● Problem statement
Your reply should consist solely of the lines from the start of the material below through the line containing "state, serializes every", reproduced exactly.

● Data excerpts
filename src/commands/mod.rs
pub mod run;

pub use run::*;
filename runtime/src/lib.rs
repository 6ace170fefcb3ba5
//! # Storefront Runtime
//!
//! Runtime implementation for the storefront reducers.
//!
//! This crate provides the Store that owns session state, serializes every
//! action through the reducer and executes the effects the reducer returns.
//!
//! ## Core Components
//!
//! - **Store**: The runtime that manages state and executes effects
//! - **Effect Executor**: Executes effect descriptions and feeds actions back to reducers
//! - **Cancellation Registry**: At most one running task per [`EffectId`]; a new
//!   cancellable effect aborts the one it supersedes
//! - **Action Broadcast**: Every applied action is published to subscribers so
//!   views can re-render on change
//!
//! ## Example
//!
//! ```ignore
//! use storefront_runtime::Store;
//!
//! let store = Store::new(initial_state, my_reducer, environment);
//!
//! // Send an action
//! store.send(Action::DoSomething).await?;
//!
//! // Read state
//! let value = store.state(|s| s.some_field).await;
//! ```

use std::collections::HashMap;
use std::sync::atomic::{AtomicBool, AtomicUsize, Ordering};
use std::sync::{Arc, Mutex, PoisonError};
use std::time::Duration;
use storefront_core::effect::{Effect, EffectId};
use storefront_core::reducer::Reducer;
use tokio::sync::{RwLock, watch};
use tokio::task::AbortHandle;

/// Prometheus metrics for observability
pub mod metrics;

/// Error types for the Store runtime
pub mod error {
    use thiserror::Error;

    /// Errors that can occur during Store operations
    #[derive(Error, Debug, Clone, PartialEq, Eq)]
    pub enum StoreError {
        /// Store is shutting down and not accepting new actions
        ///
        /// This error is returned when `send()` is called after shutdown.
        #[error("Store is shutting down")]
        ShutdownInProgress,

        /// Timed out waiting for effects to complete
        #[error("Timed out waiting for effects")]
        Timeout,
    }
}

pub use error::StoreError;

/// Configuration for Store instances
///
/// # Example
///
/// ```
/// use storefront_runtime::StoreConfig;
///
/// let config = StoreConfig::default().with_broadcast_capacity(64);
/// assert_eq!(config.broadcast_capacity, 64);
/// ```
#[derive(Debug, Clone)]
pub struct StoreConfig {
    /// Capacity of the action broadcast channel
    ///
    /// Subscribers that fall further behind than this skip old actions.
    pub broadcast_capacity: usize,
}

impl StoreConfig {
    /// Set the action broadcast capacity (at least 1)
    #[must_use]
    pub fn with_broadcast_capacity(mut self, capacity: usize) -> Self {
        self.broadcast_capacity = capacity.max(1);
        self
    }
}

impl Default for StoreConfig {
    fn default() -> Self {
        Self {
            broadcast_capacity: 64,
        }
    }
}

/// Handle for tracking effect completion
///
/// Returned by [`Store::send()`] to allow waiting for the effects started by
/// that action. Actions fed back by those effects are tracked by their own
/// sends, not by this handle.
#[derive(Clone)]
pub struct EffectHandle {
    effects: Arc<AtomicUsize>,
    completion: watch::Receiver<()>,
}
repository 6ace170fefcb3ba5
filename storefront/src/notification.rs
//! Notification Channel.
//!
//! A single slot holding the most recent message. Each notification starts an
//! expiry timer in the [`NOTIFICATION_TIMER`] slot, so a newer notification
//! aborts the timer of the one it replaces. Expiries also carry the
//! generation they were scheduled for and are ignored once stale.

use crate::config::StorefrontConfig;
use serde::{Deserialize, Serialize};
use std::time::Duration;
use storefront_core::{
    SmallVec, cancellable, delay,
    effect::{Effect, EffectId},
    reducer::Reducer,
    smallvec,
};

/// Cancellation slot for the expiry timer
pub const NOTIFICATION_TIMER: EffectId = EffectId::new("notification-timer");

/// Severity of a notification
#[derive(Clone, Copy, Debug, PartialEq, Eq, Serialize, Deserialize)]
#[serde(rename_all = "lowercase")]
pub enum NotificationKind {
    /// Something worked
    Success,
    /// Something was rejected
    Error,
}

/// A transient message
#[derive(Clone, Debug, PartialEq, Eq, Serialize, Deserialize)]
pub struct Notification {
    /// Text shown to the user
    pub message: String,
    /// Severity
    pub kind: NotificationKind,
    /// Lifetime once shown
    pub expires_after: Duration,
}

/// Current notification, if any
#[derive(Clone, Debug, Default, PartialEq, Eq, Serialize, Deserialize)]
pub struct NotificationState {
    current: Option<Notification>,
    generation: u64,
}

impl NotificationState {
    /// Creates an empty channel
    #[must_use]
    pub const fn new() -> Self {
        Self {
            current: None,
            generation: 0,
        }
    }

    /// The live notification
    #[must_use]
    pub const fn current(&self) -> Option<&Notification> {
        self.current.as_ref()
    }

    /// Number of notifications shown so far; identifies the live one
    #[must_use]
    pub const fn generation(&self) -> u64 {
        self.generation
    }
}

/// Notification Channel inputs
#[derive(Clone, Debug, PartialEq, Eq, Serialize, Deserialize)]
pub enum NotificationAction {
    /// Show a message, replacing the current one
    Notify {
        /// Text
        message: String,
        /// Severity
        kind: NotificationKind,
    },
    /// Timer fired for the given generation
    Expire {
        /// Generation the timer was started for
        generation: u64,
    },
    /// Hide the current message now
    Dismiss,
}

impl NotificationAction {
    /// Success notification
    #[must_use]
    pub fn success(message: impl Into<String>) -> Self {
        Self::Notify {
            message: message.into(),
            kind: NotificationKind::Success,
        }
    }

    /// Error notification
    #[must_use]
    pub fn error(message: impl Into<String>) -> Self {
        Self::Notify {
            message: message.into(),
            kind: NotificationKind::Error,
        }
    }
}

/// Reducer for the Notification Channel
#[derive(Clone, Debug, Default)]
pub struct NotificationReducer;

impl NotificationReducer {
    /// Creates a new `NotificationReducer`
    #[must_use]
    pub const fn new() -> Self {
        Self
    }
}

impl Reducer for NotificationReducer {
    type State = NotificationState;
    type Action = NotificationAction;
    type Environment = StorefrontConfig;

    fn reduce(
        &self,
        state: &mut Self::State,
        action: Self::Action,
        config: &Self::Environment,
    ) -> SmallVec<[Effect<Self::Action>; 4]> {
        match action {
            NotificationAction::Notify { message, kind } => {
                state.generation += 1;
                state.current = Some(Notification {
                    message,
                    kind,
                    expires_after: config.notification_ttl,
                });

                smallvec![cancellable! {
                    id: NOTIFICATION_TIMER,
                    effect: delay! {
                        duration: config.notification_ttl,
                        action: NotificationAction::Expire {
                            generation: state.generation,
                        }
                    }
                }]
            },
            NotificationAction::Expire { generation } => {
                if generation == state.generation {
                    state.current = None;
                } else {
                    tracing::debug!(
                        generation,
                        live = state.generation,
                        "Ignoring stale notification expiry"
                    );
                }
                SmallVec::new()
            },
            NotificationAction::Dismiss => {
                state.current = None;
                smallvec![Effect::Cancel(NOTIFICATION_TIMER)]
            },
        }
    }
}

● Task result
filename src/commands/mod.rs
pub mod run;

pub use run::*;
filename runtime/src/lib.rs
repository 6ace170fefcb3ba5
//! # Storefront Runtime
//!
//! Runtime implementation for the storefront reducers.
//!
//! This crate provides the Store that owns session state, serializes every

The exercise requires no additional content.